- _The task_
Where does "Deserialize" appear in the data? Return each line that holds it.

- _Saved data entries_
Content starts
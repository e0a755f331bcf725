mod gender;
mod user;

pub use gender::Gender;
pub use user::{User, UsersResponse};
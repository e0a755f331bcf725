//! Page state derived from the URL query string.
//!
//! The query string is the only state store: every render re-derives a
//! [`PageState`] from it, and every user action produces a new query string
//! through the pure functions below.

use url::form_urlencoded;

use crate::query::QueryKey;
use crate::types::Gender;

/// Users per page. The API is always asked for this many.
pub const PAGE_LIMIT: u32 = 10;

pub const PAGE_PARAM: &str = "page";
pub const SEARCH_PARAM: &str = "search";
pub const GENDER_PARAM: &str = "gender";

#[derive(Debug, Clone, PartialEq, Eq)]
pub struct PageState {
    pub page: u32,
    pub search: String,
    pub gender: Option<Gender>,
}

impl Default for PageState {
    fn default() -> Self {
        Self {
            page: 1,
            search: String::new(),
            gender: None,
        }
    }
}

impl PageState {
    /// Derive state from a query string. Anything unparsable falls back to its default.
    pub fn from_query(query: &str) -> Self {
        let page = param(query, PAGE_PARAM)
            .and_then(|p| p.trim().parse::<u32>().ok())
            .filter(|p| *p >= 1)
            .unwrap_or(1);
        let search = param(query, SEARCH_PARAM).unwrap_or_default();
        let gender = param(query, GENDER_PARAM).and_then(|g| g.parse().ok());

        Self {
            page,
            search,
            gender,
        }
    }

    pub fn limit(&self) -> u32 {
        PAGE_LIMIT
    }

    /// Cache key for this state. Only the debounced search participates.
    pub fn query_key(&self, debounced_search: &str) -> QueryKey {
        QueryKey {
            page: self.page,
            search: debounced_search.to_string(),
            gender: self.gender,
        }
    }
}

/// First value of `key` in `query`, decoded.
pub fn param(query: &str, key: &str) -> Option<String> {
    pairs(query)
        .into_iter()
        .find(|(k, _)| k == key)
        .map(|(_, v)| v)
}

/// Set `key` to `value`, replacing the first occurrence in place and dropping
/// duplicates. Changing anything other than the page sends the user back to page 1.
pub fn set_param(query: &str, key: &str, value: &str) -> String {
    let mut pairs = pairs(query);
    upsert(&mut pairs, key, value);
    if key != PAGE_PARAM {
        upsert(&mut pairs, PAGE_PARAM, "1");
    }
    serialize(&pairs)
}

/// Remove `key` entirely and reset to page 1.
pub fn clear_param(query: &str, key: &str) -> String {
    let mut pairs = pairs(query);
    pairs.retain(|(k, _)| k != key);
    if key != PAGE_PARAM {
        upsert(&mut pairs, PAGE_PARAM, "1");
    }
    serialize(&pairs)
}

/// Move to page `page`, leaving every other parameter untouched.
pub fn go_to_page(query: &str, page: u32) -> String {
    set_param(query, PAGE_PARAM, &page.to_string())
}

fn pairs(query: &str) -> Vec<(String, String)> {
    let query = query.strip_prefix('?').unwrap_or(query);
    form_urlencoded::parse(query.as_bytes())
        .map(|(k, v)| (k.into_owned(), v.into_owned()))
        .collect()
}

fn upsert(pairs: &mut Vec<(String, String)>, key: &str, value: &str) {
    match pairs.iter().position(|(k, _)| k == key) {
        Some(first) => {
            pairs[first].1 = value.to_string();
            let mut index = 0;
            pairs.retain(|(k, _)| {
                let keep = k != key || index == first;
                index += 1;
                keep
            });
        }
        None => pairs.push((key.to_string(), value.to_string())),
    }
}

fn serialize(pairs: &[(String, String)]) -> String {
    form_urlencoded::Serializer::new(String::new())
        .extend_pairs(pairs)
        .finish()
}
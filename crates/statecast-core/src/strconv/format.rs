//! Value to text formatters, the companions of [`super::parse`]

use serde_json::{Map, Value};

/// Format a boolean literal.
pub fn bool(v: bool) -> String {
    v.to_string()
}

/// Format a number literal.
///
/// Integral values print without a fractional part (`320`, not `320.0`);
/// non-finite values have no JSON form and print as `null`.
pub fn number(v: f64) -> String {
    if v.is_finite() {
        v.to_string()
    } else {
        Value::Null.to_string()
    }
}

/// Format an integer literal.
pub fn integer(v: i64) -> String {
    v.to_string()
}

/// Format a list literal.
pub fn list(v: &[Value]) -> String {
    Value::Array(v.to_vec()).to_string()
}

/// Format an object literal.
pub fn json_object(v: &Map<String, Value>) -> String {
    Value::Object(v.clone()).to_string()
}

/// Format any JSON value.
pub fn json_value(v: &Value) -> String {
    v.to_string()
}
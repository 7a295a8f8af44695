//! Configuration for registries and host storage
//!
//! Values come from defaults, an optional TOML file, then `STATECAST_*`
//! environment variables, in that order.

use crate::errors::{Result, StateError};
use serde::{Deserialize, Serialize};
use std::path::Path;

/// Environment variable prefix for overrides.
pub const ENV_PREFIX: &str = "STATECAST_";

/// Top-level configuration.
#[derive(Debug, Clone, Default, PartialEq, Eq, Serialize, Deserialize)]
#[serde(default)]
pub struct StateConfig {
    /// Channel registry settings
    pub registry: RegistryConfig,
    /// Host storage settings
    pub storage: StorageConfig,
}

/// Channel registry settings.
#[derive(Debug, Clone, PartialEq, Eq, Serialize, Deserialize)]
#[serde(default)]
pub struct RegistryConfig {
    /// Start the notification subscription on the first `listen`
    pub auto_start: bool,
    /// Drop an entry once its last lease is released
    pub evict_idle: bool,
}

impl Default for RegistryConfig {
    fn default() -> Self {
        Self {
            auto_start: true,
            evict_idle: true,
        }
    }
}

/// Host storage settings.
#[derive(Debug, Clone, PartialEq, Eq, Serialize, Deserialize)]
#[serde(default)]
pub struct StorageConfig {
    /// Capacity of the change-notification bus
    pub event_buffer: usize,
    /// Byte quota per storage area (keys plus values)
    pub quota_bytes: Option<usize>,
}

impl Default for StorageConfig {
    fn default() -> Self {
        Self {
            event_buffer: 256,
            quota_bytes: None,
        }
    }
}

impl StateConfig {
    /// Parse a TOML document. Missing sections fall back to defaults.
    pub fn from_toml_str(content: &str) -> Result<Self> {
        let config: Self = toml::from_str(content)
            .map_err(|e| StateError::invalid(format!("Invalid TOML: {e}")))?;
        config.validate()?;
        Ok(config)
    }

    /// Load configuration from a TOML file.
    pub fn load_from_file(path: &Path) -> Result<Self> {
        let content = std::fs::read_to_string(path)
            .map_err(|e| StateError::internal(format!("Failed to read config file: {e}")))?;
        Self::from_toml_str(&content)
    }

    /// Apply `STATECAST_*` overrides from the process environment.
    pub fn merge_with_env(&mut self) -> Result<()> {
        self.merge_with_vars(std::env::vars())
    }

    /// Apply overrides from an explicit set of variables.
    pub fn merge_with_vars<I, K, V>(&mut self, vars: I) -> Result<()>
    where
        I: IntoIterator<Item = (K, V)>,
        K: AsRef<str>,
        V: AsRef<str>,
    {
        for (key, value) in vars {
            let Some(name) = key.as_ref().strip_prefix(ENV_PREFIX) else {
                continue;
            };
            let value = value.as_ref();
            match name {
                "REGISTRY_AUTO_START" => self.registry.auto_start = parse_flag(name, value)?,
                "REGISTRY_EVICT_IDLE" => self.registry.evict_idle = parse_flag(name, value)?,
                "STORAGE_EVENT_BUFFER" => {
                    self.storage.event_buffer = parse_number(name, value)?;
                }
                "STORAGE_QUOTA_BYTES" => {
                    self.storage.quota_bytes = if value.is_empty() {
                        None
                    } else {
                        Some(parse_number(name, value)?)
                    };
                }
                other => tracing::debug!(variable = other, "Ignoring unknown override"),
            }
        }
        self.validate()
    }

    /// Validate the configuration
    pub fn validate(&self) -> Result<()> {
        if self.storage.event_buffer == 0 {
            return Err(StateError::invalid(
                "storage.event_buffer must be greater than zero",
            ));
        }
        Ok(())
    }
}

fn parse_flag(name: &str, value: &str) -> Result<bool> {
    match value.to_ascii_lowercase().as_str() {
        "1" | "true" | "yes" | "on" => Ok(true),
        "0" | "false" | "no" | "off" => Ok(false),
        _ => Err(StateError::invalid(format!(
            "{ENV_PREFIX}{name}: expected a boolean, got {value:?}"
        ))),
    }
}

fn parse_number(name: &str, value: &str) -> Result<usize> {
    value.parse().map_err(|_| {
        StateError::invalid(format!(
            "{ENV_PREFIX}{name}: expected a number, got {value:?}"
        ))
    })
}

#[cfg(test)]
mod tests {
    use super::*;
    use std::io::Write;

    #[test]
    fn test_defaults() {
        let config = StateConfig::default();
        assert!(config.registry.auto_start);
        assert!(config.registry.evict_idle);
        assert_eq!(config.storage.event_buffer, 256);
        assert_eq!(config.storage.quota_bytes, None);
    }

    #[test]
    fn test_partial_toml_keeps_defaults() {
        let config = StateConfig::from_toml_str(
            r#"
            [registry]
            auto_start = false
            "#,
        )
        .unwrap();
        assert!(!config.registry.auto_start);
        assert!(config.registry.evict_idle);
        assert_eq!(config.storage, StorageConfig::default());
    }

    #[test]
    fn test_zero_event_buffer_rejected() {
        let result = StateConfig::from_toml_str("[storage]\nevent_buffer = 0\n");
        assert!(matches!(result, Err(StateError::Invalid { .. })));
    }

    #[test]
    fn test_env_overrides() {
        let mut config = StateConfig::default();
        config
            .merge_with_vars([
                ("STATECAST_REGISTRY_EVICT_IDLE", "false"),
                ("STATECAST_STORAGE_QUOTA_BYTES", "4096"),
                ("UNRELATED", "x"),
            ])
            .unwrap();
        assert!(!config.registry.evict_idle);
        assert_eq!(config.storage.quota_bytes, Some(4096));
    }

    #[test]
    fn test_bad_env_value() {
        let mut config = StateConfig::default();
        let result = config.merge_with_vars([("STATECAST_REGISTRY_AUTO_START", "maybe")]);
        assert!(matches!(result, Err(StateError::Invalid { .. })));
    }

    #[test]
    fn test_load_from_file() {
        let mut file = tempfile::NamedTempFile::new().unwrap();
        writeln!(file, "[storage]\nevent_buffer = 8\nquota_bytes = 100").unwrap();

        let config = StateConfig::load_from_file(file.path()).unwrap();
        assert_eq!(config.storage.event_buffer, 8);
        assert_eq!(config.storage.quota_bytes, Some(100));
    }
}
Content ends
Content starts
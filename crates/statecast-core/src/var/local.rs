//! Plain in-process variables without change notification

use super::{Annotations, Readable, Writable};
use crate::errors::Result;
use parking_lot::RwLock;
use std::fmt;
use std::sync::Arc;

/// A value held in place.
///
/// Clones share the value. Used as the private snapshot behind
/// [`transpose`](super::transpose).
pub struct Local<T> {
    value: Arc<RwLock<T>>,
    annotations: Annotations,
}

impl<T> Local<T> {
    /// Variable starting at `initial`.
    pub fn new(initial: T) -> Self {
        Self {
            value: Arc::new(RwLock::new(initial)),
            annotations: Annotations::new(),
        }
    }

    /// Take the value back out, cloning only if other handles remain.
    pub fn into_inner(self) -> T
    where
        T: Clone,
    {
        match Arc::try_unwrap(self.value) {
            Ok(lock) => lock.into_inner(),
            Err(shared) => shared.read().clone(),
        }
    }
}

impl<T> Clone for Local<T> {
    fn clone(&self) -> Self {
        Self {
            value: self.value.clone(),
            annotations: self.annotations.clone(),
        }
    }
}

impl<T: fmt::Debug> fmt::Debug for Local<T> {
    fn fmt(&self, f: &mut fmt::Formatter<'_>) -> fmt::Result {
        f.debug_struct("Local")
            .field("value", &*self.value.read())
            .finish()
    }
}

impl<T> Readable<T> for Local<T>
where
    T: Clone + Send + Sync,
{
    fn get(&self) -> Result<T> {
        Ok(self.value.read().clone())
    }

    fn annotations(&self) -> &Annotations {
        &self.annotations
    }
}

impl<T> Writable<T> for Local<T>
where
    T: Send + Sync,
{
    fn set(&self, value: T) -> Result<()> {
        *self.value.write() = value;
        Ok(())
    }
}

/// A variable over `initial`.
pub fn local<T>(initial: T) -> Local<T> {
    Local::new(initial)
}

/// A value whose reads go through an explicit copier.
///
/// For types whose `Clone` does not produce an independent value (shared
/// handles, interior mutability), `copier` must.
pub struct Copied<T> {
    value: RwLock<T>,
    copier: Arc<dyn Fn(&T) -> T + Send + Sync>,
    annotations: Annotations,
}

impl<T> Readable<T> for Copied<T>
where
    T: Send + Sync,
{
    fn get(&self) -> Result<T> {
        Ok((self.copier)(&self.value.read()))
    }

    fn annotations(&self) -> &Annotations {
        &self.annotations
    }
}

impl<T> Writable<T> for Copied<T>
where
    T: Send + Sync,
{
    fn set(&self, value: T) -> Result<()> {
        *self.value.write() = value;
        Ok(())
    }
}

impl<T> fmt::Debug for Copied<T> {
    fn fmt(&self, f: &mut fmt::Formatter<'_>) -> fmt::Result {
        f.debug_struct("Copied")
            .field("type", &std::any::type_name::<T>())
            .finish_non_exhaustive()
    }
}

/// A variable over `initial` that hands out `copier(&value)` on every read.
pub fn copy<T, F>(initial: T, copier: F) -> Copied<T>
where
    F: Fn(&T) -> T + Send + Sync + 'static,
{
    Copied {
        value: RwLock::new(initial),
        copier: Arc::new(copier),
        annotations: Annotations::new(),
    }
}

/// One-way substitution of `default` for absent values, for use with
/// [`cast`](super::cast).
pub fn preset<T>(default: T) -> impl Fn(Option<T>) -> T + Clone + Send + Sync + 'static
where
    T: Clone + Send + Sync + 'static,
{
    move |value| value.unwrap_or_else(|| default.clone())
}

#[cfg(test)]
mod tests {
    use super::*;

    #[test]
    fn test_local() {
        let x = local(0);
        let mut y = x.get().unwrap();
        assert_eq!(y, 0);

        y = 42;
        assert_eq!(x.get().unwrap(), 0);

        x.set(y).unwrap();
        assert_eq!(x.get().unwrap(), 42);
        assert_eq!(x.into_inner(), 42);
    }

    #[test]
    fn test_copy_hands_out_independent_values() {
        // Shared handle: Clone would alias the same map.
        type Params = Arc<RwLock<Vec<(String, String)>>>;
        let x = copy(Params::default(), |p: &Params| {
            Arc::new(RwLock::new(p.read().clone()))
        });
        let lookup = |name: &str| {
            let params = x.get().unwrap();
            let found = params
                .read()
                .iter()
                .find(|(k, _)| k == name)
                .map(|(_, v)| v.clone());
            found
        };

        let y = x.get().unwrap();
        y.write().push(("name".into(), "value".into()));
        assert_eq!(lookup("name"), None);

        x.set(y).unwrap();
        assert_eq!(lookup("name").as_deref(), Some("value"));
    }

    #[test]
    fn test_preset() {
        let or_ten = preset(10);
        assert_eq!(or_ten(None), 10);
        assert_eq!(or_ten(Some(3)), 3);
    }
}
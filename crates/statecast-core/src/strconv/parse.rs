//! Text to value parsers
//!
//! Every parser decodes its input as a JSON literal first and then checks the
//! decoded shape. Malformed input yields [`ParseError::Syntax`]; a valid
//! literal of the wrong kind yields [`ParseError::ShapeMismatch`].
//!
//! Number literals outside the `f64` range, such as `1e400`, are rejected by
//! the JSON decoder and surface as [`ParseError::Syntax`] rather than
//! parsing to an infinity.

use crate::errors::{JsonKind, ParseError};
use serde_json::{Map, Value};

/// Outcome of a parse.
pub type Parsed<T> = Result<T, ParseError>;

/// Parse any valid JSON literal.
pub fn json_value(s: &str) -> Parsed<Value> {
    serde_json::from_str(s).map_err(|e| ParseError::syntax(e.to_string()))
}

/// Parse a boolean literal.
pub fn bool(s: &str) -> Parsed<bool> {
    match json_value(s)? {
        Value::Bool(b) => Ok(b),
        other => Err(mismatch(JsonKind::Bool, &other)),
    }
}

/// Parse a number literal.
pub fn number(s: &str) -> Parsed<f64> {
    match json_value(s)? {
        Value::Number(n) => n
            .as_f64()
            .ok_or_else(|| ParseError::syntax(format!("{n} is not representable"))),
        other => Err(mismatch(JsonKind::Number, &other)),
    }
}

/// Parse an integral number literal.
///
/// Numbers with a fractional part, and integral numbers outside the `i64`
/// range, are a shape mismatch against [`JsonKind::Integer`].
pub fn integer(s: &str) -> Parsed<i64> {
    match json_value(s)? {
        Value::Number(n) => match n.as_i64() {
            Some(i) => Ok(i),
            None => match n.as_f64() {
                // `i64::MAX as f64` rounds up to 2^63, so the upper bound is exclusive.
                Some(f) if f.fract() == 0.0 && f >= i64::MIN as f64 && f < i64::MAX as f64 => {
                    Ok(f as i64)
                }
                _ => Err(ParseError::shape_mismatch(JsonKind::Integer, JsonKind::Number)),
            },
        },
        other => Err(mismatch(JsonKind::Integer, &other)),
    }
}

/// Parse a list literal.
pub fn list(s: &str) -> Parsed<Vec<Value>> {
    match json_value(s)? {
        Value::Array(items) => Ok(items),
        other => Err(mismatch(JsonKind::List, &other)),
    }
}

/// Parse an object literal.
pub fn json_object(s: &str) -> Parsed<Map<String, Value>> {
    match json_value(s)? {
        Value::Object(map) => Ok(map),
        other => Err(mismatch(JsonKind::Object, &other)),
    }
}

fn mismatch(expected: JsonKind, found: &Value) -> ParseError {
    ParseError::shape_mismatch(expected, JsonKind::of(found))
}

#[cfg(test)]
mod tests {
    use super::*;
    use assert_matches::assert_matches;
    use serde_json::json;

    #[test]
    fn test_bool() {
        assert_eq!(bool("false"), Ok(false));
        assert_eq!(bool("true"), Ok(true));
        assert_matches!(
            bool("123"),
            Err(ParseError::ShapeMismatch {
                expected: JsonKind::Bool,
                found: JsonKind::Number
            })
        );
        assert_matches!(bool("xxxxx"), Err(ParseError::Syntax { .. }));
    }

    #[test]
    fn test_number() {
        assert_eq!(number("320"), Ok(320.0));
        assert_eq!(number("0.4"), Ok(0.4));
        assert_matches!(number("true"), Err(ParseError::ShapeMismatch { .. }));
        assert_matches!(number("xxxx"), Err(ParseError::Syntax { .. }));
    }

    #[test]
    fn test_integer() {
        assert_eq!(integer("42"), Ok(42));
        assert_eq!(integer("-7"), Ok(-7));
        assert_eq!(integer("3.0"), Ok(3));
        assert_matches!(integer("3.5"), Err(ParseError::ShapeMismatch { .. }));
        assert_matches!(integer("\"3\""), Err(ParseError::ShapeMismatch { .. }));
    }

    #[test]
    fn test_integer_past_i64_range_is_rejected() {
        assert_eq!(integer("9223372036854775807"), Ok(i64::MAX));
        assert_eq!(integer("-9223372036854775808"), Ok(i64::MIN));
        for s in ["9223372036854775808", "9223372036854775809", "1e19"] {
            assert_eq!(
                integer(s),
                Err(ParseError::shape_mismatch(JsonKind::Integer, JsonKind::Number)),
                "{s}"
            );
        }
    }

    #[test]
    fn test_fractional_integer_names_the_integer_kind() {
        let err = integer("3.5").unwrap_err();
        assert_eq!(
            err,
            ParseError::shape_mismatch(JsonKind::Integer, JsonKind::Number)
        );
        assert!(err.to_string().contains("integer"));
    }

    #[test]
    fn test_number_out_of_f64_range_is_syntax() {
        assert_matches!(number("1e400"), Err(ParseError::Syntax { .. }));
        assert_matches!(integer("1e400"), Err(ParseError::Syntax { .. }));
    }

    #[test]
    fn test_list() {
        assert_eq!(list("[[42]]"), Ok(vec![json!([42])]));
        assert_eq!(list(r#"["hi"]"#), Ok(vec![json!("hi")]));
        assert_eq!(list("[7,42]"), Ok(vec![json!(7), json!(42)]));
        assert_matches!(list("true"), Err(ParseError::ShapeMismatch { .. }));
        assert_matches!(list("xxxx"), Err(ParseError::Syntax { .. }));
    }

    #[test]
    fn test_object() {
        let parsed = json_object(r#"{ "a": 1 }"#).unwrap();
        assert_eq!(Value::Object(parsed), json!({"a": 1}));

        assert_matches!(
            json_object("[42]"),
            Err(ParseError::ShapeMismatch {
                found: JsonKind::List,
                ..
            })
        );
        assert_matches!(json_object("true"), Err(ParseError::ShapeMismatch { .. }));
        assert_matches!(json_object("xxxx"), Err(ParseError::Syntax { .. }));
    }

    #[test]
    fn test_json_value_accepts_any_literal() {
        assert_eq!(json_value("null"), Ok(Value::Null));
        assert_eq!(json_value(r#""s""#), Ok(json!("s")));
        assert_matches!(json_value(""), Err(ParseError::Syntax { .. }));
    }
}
Content ends
Content starts
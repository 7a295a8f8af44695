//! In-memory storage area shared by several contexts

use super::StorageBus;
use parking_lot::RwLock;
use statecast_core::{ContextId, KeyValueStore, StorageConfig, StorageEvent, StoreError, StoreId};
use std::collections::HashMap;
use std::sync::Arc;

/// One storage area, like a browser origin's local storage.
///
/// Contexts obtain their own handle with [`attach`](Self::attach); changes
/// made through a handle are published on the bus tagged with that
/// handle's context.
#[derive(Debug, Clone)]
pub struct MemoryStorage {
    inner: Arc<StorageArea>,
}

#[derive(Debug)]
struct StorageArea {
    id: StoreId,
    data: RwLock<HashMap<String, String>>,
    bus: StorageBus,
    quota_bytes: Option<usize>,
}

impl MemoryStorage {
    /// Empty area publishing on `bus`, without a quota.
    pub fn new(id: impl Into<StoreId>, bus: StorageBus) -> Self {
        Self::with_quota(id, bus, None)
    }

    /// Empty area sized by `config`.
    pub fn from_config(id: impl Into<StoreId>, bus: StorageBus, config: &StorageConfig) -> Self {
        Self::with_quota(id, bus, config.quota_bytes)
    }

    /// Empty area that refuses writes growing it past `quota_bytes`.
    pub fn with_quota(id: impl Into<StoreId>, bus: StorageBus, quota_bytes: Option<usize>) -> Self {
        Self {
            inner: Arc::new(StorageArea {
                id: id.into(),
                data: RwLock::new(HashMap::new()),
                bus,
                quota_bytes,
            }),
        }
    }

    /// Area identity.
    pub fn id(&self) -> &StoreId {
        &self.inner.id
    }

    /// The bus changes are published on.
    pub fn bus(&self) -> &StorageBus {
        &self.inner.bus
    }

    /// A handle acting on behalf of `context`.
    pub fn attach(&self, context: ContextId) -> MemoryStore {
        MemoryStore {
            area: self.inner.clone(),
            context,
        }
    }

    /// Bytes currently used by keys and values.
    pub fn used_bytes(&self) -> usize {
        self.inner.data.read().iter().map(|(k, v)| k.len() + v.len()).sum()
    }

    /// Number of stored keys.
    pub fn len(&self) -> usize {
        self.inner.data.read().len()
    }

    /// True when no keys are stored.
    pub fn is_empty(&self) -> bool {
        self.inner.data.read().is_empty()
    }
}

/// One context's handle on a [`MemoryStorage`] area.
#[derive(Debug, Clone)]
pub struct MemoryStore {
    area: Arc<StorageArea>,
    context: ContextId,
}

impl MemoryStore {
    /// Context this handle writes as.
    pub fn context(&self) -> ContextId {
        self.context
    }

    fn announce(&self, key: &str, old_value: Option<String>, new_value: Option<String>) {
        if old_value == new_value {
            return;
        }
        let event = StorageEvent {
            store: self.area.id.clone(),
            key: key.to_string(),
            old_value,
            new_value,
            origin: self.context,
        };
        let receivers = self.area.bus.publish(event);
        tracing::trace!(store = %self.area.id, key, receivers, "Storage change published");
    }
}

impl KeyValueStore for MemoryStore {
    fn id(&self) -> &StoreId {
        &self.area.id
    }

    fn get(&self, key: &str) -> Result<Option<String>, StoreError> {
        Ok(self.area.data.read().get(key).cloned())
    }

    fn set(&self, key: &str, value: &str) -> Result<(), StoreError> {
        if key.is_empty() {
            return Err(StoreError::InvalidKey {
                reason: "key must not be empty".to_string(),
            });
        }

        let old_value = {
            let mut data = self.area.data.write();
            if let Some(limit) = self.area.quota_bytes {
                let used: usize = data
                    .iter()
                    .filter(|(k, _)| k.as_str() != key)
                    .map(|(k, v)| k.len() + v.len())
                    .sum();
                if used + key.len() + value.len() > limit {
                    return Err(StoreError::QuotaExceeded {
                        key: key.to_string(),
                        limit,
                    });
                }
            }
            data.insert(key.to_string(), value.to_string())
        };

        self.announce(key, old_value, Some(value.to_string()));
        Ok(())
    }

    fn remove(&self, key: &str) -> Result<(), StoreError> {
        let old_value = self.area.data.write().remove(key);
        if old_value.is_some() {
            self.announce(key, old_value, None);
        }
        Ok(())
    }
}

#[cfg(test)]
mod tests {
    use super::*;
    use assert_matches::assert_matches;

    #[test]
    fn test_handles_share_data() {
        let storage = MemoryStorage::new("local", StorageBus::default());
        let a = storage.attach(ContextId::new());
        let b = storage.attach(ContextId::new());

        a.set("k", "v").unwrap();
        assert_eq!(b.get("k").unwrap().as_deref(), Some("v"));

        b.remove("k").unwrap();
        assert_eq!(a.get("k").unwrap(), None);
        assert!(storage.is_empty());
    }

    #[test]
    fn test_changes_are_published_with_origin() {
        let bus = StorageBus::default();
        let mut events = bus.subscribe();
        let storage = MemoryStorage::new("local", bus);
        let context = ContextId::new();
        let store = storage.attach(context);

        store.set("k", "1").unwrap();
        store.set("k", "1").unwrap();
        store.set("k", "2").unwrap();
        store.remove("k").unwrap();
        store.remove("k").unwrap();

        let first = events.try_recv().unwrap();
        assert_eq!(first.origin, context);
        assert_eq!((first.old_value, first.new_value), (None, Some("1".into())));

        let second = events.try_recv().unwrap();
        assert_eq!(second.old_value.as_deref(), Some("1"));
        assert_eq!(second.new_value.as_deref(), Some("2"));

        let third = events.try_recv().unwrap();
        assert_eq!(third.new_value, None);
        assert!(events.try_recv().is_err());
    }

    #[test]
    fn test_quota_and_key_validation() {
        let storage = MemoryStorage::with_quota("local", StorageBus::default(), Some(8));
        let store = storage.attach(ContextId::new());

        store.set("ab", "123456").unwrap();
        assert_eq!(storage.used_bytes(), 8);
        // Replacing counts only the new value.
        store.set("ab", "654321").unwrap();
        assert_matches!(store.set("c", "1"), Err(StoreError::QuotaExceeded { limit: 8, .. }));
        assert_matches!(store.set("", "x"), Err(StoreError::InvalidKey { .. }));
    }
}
Content ends
- _Result of the exercise_
use serde::{Deserialize, Serialize};
#[derive(Debug, Clone, Default, PartialEq, Eq, Serialize, Deserialize)]
#[derive(Debug, Clone, PartialEq, Eq, Serialize, Deserialize)]
#[derive(Debug, Clone, PartialEq, Eq, Serialize, Deserialize)]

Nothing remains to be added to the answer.